- **Description of the task**: Please transcribe every record below exactly as it appears.

§

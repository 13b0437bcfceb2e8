use crate::statics;
use anyhow::Context;
use serde::Deserialize;
use std::{fs, path::Path, time::Duration};

/// Editor tuning. Every field is optional in the JSON5 file; missing fields take defaults.
#[derive(Debug, Clone, PartialEq, Eq, Deserialize)]
#[serde(default, rename_all = "camelCase")]
pub struct EditorOptions {
    /// Maximum undo steps kept per document. `None` keeps everything.
    pub history_limit: Option<usize>,
    /// Attempts made against a busy clipboard before giving up.
    pub clipboard_attempts: u32,
    pub clipboard_retry_delay_ms: u64,
}

impl Default for EditorOptions {
    fn default() -> Self {
        Self {
            history_limit: None,
            clipboard_attempts: statics::CLIPBOARD_DEFAULT_ATTEMPTS,
            clipboard_retry_delay_ms: statics::CLIPBOARD_DEFAULT_RETRY_DELAY_MS,
        }
    }
}

impl EditorOptions {
    pub fn from_json5(text: &str) -> anyhow::Result<Self> {
        json5::from_str(text).context("parsing editor options")
    }

    pub fn load_path(path: &Path) -> anyhow::Result<Self> {
        let text = fs::read_to_string(path).with_context(|| format!("reading {path:?}"))?;
        let options = Self::from_json5(&text)?;
        tracing::info!("Loaded editor options from {:?}", path);
        Ok(options)
    }

    pub fn clipboard_retry_delay(&self) -> Duration {
        Duration::from_millis(self.clipboard_retry_delay_ms)
    }
}

#[cfg(test)]
mod tests {
    use super::EditorOptions;
    use std::time::Duration;

    #[test]
    fn empty_object_gives_defaults() {
        let options = EditorOptions::from_json5("{}").unwrap();
        assert_eq!(options, EditorOptions::default());
        assert_eq!(options.clipboard_attempts, 3);
        assert_eq!(options.clipboard_retry_delay(), Duration::from_millis(1));
    }

    #[test]
    fn fields_are_camel_case() {
        let options =
            EditorOptions::from_json5("{ historyLimit: 50, clipboardAttempts: 5, }").unwrap();
        assert_eq!(options.history_limit, Some(50));
        assert_eq!(options.clipboard_attempts, 5);
        assert_eq!(options.clipboard_retry_delay_ms, 1);
    }

    #[test]
    fn wrong_types_are_rejected() {
        assert!(EditorOptions::from_json5("{ clipboardAttempts: 'many' }").is_err());
    }
}
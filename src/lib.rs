//! Core library for SWSE, a save editor for files made of named, typed properties.
//! Every change to a document goes through a linear undo/redo history with a save point;
//! the property list itself stays a plain ordered container.

pub mod clipboard;
mod config;
mod document;
pub mod edit;
mod error;
mod save;
pub mod statics;
pub mod undo;
mod value;
pub mod view;

pub use config::EditorOptions;
pub use document::{
    NewProperty, PasteChoice, Prompter, ReloadWarning, SaveDocument, paste_conflict_message,
};
pub use error::{ClipboardError, EditError};
pub use save::{LineEnding, PropertyId, SaveFile, SaveFormat, SaveProperty};
pub use value::{SaveNumber, SaveValue, ValueType};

§

- **Response**:
repository 13b0437bcfceb2e8
use crate::statics;
use anyhow::Context;
use serde::Deserialize;
use std::{fs, path::Path, time::Duration};

/// Editor tuning. Every field is optional in the JSON5 file; missing fields take defaults.
#[derive(Debug, Clone, PartialEq, Eq, Deserialize)]
#[serde(default, rename_all = "camelCase")]
pub struct EditorOptions {
    /// Maximum undo steps kept per document. `None` keeps everything.
    pub history_limit: Option<usize>,
    /// Attempts made against a busy clipboard before giving up.
    pub clipboard_attempts: u32,
    pub clipboard_retry_delay_ms: u64,
}

impl Default for EditorOptions {
    fn default() -> Self {
        Self {
            history_limit: None,
            clipboard_attempts: statics::CLIPBOARD_DEFAULT_ATTEMPTS,
            clipboard_retry_delay_ms: statics::CLIPBOARD_DEFAULT_RETRY_DELAY_MS,
        }
    }
}

impl EditorOptions {
    pub fn from_json5(text: &str) -> anyhow::Result<Self> {
        json5::from_str(text).context("parsing editor options")
    }

    pub fn load_path(path: &Path) -> anyhow::Result<Self> {
        let text = fs::read_to_string(path).with_context(|| format!("reading {path:?}"))?;
        let options = Self::from_json5(&text)?;
        tracing::info!("Loaded editor options from {:?}", path);
        Ok(options)
    }

    pub fn clipboard_retry_delay(&self) -> Duration {
        Duration::from_millis(self.clipboard_retry_delay_ms)
    }
}

#[cfg(test)]
mod tests {
    use super::EditorOptions;
    use std::time::Duration;

    #[test]
    fn empty_object_gives_defaults() {
        let options = EditorOptions::from_json5("{}").unwrap();
        assert_eq!(options, EditorOptions::default());
        assert_eq!(options.clipboard_attempts, 3);
        assert_eq!(options.clipboard_retry_delay(), Duration::from_millis(1));
    }

    #[test]
    fn fields_are_camel_case() {
        let options =
            EditorOptions::from_json5("{ historyLimit: 50, clipboardAttempts: 5, }").unwrap();
        assert_eq!(options.history_limit, Some(50));
        assert_eq!(options.clipboard_attempts, 5);
        assert_eq!(options.clipboard_retry_delay_ms, 1);
    }

    #[test]
    fn wrong_types_are_rejected() {
        assert!(EditorOptions::from_json5("{ clipboardAttempts: 'many' }").is_err());
    }
}
filename src/lib.rs
//! Core library for SWSE, a save editor for files made of named, typed properties.
//! Every change to a document goes through a linear undo/redo history with a save point;
//! the property list itself stays a plain ordered container.

pub mod clipboard;
mod config;
mod document;
pub mod edit;
mod error;
mod save;
pub mod statics;
pub mod undo;
mod value;
pub mod view;

pub use config::EditorOptions;
pub use document::{
    NewProperty, PasteChoice, Prompter, ReloadWarning, SaveDocument, paste_conflict_message,
};
pub use error::{ClipboardError, EditError};
pub use save::{LineEnding, PropertyId, SaveFile, SaveFormat, SaveProperty};
pub use value::{SaveNumber, SaveValue, ValueType};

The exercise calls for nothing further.